PROBLEM REQUIREMENTS: Gather all lines in the entries below that include the word "bool".

Data entries
━━━━

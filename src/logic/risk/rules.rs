//! Risk Rules & Thresholds
//!
//! Định nghĩa các threshold cho report counts, recommendation table,
//! và manual overrides cho reference locations.
//! KHÔNG chứa logic reconcile - chỉ constants và config.

use serde::{Deserialize, Serialize};

use super::types::RiskLevel;
use crate::logic::location::Coordinate;

// ============================================================================
// THRESHOLDS
// ============================================================================

/// At or above this many recent reports = High
pub const REPORTS_HIGH_THRESHOLD: u32 = 5;

/// At or above this many recent reports = Medium
pub const REPORTS_MEDIUM_THRESHOLD: u32 = 2;

/// Match tolerance for override points (~11 m)
pub const OVERRIDE_TOLERANCE_DEG: f64 = 1e-4;

/// Report-count cutoffs
#[derive(Debug, Clone, Copy, Serialize, Deserialize)]
pub struct ReportThresholds {
    pub high: u32,
    pub medium: u32,
}

impl Default for ReportThresholds {
    fn default() -> Self {
        Self {
            high: REPORTS_HIGH_THRESHOLD,
            medium: REPORTS_MEDIUM_THRESHOLD,
        }
    }
}

impl ReportThresholds {
    pub fn new(high: u32, medium: u32) -> Self {
        Self { high, medium }
    }

    /// Threshold verdict from a recent report count
    pub fn classify(&self, report_count: u32) -> RiskLevel {
        if report_count >= self.high {
            RiskLevel::High
        } else if report_count >= self.medium {
            RiskLevel::Medium
        } else {
            RiskLevel::Low
        }
    }
}

// ============================================================================
// RECOMMENDATIONS
// ============================================================================

pub fn recommendation_for(level: RiskLevel) -> &'static str {
    match level {
        RiskLevel::Low => "Conditions appear safe. Remain aware of weather changes.",
        RiskLevel::Medium => "Potential for localized flooding. Exercise caution.",
        RiskLevel::High => "High flood risk detected. Avoid travel in this area.",
        RiskLevel::Unknown => "Could not determine recommendation.",
    }
}

// ============================================================================
// MANUAL OVERRIDES
// ============================================================================

/// Fixed verdict for a reference location
#[derive(Debug, Clone, Copy, Serialize, Deserialize)]
pub struct OverridePoint {
    pub latitude: f64,
    pub longitude: f64,
    pub level: RiskLevel,
}

/// Override whose level is not a real verdict
#[derive(Debug, Clone, Copy, PartialEq, thiserror::Error)]
#[error("override at ({latitude}, {longitude}) must be Low, Medium or High, got {level}")]
pub struct InvalidOverride {
    pub latitude: f64,
    pub longitude: f64,
    pub level: RiskLevel,
}

/// Demo/calibration points with hardcoded verdicts.
/// Every point carries a known level; `Unknown` stays reserved for failures.
#[derive(Debug, Clone)]
pub struct ManualOverrides {
    points: Vec<OverridePoint>,
    tolerance_deg: f64,
}

impl Default for ManualOverrides {
    fn default() -> Self {
        Self::demonstration()
    }
}

impl ManualOverrides {
    pub fn new(points: Vec<OverridePoint>) -> Result<Self, InvalidOverride> {
        if let Some(p) = points.iter().find(|p| !p.level.is_known()) {
            return Err(InvalidOverride {
                latitude: p.latitude,
                longitude: p.longitude,
                level: p.level,
            });
        }
        Ok(Self::from_known(points))
    }

    fn from_known(points: Vec<OverridePoint>) -> Self {
        Self {
            points,
            tolerance_deg: OVERRIDE_TOLERANCE_DEG,
        }
    }

    /// Reference points used in demos (one per level)
    pub fn demonstration() -> Self {
        Self::from_known(vec![
            // Bellandur, Bengaluru
            OverridePoint { latitude: 12.9352, longitude: 77.6784, level: RiskLevel::High },
            // Koramangala, Bengaluru
            OverridePoint { latitude: 12.9279, longitude: 77.6271, level: RiskLevel::Medium },
            // Malleshwaram, Bengaluru
            OverridePoint { latitude: 13.0035, longitude: 77.5709, level: RiskLevel::Low },
        ])
    }

    pub fn lookup(&self, coordinate: &Coordinate) -> Option<RiskLevel> {
        self.points
            .iter()
            .find(|p| {
                Coordinate::new(p.latitude, p.longitude)
                    .is_ok_and(|point| point.approx_eq(coordinate, self.tolerance_deg))
            })
            .map(|p| p.level)
    }
}
//! Location primitives
//!
//! Coordinate value object và bounding-box approximation cho spatial queries.

use serde::{Deserialize, Serialize};

/// Kilometres per degree of latitude (spherical approximation)
pub const KM_PER_DEGREE: f64 = 111.0;

/// Below this, cos(latitude) is treated as zero (meridians converge)
const MIN_MERIDIAN_SCALE: f64 = 1e-9;

// ============================================================================
// COORDINATE
// ============================================================================

#[derive(Debug, Clone, Copy, PartialEq, thiserror::Error)]
pub enum CoordinateError {
    #[error("latitude {0} outside [-90, 90]")]
    Latitude(f64),
    #[error("longitude {0} outside [-180, 180]")]
    Longitude(f64),
}

/// Validated WGS84 point
#[derive(Debug, Clone, Copy, PartialEq, Serialize, Deserialize)]
pub struct Coordinate {
    latitude: f64,
    longitude: f64,
}

impl Coordinate {
    pub fn new(latitude: f64, longitude: f64) -> Result<Self, CoordinateError> {
        if !latitude.is_finite() || !(-90.0..=90.0).contains(&latitude) {
            return Err(CoordinateError::Latitude(latitude));
        }
        if !longitude.is_finite() || !(-180.0..=180.0).contains(&longitude) {
            return Err(CoordinateError::Longitude(longitude));
        }
        Ok(Self { latitude, longitude })
    }

    pub fn latitude(&self) -> f64 {
        self.latitude
    }

    pub fn longitude(&self) -> f64 {
        self.longitude
    }

    /// Within `tolerance_deg` on both axes
    pub fn approx_eq(&self, other: &Coordinate, tolerance_deg: f64) -> bool {
        (self.latitude - other.latitude).abs() <= tolerance_deg
            && (self.longitude - other.longitude).abs() <= tolerance_deg
    }
}

impl std::fmt::Display for Coordinate {
    fn fmt(&self, f: &mut std::fmt::Formatter<'_>) -> std::fmt::Result {
        write!(f, "({:.5}, {:.5})", self.latitude, self.longitude)
    }
}

// ============================================================================
// BOUNDING BOX
// ============================================================================

/// Axis-aligned lat/lon box
#[derive(Debug, Clone, Copy, PartialEq, Serialize, Deserialize)]
pub struct BoundingBox {
    pub min_lat: f64,
    pub max_lat: f64,
    pub min_lon: f64,
    pub max_lon: f64,
}

impl BoundingBox {
    /// Box approximating a circle of `radius_km` around `center`.
    ///
    /// Latitude degrees are a flat `radius / 111`; longitude degrees are
    /// scaled by `cos(lat)`. Near the poles the longitude span degenerates
    /// to the whole [-180, 180] range.
    ///
    /// The box does not wrap across the ±180° meridian: near it, longitude
    /// bounds may run past ±180 and points on the far side are not
    /// contained.
    pub fn around(center: Coordinate, radius_km: f64) -> Self {
        let radius_km = radius_km.max(0.0);
        let lat_delta = radius_km / KM_PER_DEGREE;

        let scale = center.latitude().to_radians().cos();
        let (min_lon, max_lon) = if scale.abs() < MIN_MERIDIAN_SCALE {
            (-180.0, 180.0)
        } else {
            let lon_delta = radius_km / (KM_PER_DEGREE * scale);
            (center.longitude() - lon_delta, center.longitude() + lon_delta)
        };

        Self {
            min_lat: (center.latitude() - lat_delta).max(-90.0),
            max_lat: (center.latitude() + lat_delta).min(90.0),
            min_lon,
            max_lon,
        }
    }

    pub fn contains(&self, point: &Coordinate) -> bool {
        (self.min_lat..=self.max_lat).contains(&point.latitude())
            && (self.min_lon..=self.max_lon).contains(&point.longitude())
    }
}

━━━━

SOLUTION TO THIS TASK:
    pub fn approx_eq(&self, other: &Coordinate, tolerance_deg: f64) -> bool {
    pub fn contains(&self, point: &Coordinate) -> bool {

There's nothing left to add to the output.